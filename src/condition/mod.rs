//! Building blocks that turn indicator values into a pass/fail decision.

mod comparison;
mod diff;
mod shift;
mod source;

pub use comparison::{Comparison, Relation};
pub use diff::Diff;
pub use shift::Shift;
pub use source::{Resolver, ValueSource};

use std::{fmt::Display, str::FromStr};

use serde::{Deserialize, Serialize};

use crate::ConfigError;

/// How a [`Diff`] or [`Shift`] amount is expressed.
#[derive(PartialEq, Eq, Hash, Clone, Copy, Default, Debug, Serialize, Deserialize)]
#[serde(rename_all = "lowercase", try_from = "String")]
pub enum Measure {
    /// Absolute price units.
    #[default]
    Units,
    /// Percent of the base value.
    Percent,
}

impl Measure {
    #[must_use]
    pub fn as_str(self) -> &'static str {
        match self {
            Self::Units => "units",
            Self::Percent => "percent",
        }
    }
}

impl Display for Measure {
    fn fmt(&self, f: &mut std::fmt::Formatter<'_>) -> std::fmt::Result {
        f.write_str(self.as_str())
    }
}

impl FromStr for Measure {
    type Err = ConfigError;

    fn from_str(s: &str) -> Result<Self, Self::Err> {
        match s {
            "units" => Ok(Self::Units),
            "percent" => Ok(Self::Percent),
            _ => Err(ConfigError::InvalidMeasure(s.to_owned())),
        }
    }
}

impl TryFrom<String> for Measure {
    type Error = ConfigError;

    fn try_from(value: String) -> Result<Self, Self::Error> {
        value.parse()
    }
}
use std::{fmt::Display, str::FromStr};

use serde::{Deserialize, Serialize};

use crate::{
    Bb, BbConfig, BbSnapshot, BbValue, ConfigError, IndicatorConfig, MarketData, Ohlcv,
    Price, Result, Snapshot, SnapshotStore, Tool,
    condition::{Comparison, Resolver, Shift, ValueSource},
};

/// Which Bollinger band a [`BbTool`] compares against.
#[derive(PartialEq, Eq, Hash, Clone, Copy, Debug, Serialize, Deserialize)]
#[serde(rename_all = "lowercase", try_from = "String")]
pub enum Band {
    Upper,
    Lower,
}

impl Band {
    #[must_use]
    pub fn as_str(self) -> &'static str {
        match self {
            Self::Upper => "upper",
            Self::Lower => "lower",
        }
    }

    #[inline]
    #[must_use]
    pub fn select(self, value: &BbValue) -> Price {
        match self {
            Self::Upper => value.upper(),
            Self::Lower => value.lower(),
        }
    }
}

impl Display for Band {
    fn fmt(&self, f: &mut std::fmt::Formatter<'_>) -> std::fmt::Result {
        f.write_str(self.as_str())
    }
}

impl FromStr for Band {
    type Err = ConfigError;

    fn from_str(s: &str) -> Result<Self, Self::Err> {
        match s {
            "upper" => Ok(Self::Upper),
            "lower" => Ok(Self::Lower),
            _ => Err(ConfigError::InvalidBand(s.to_owned())),
        }
    }
}

impl TryFrom<String> for Band {
    type Error = ConfigError;

    fn try_from(value: String) -> Result<Self, Self::Error> {
        value.parse()
    }
}

/// Configuration of a [`BbTool`].
///
/// ```json
/// {
///   "bb": { "period": 20, "stdev": 2, "price": "close", "maType": "sma" },
///   "band": "lower",
///   "comparison": { "relation": "below" },
///   "shift": { "measure": "percent", "value": -1 },
///   "object": "last"
/// }
/// ```
#[derive(PartialEq, Eq, Clone, Debug, Serialize, Deserialize)]
#[serde(rename_all = "camelCase")]
pub struct BbToolConfig {
    pub bb: BbConfig,
    pub band: Band,
    #[serde(default)]
    pub comparison: Comparison,
    #[serde(default)]
    pub shift: Option<Shift>,
    pub object: ValueSource,
}

impl BbToolConfig {
    /// # Errors
    ///
    /// The first [`ConfigError`] found in the bands, comparison, shift or
    /// value source.
    pub fn validate(&self) -> Result<(), ConfigError> {
        self.bb.validate()?;
        self.comparison.validate()?;
        if let Some(shift) = &self.shift {
            shift.validate()?;
        }
        BbTool::RESOLVER.check(self.object)?;

        Ok(())
    }
}

/// Compares a market value with a (optionally shifted) Bollinger band.
///
/// The condition holds when `value <relation> shifted_band`.
#[derive(Clone, Debug)]
pub struct BbTool {
    config: BbToolConfig,
    bb: Bb,
    object: ValueSource,
    snapshots: SnapshotStore<BbSnapshot>,
}

impl BbTool {
    const RESOLVER: Resolver = Resolver::any();

    #[must_use]
    pub fn config(&self) -> &BbToolConfig {
        &self.config
    }
}

impl Tool for BbTool {
    type Config = BbToolConfig;
    type Data = BbSnapshot;

    fn new(config: BbToolConfig) -> Result<Self> {
        config.validate()?;

        let bb = config.bb.build()?;
        let object = config.object;

        tracing::debug!(%bb, band = %config.band, %object, "bollinger bands tool built");

        Ok(Self {
            config,
            bb,
            object,
            snapshots: SnapshotStore::new(),
        })
    }

    fn validate(&self) -> Result<(), ConfigError> {
        self.config.validate()
    }

    #[inline]
    fn candles_count(&self) -> usize {
        self.bb.candles_count()
    }

    fn evaluate<B: Ohlcv>(&self, market: &MarketData<'_, B>) -> Result<Snapshot<BbSnapshot>> {
        let bands = self.bb.calc(market.candles)?;
        let band = self.config.band.select(&bands);
        let shifted_band = self.config.shift.map_or(Ok(band), |shift| shift.apply(band))?;
        let value = Self::RESOLVER.resolve(self.object, market)?;
        let met = self.config.comparison.evaluate(value, shifted_band)?;

        Ok(Snapshot::new(
            met,
            BbSnapshot {
                upper: bands.upper(),
                middle: bands.middle(),
                lower: bands.lower(),
                shifted_band,
                value,
            },
        ))
    }

    fn conditions_met<B: Ohlcv>(&mut self, market: &MarketData<'_, B>) -> Result<bool> {
        let outcome = self.evaluate(market);
        self.snapshots.record(outcome)
    }

    fn snapshot(&self) -> &Snapshot<BbSnapshot> {
        self.snapshots.last()
    }
}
━━━━━━
Prompt. Out of the records above, pull the lines that include the word "Copy".

Your solution.
#[derive(PartialEq, Eq, Hash, Clone, Copy, Default, Debug, Serialize, Deserialize)]
#[derive(PartialEq, Eq, Hash, Clone, Copy, Debug, Serialize, Deserialize)]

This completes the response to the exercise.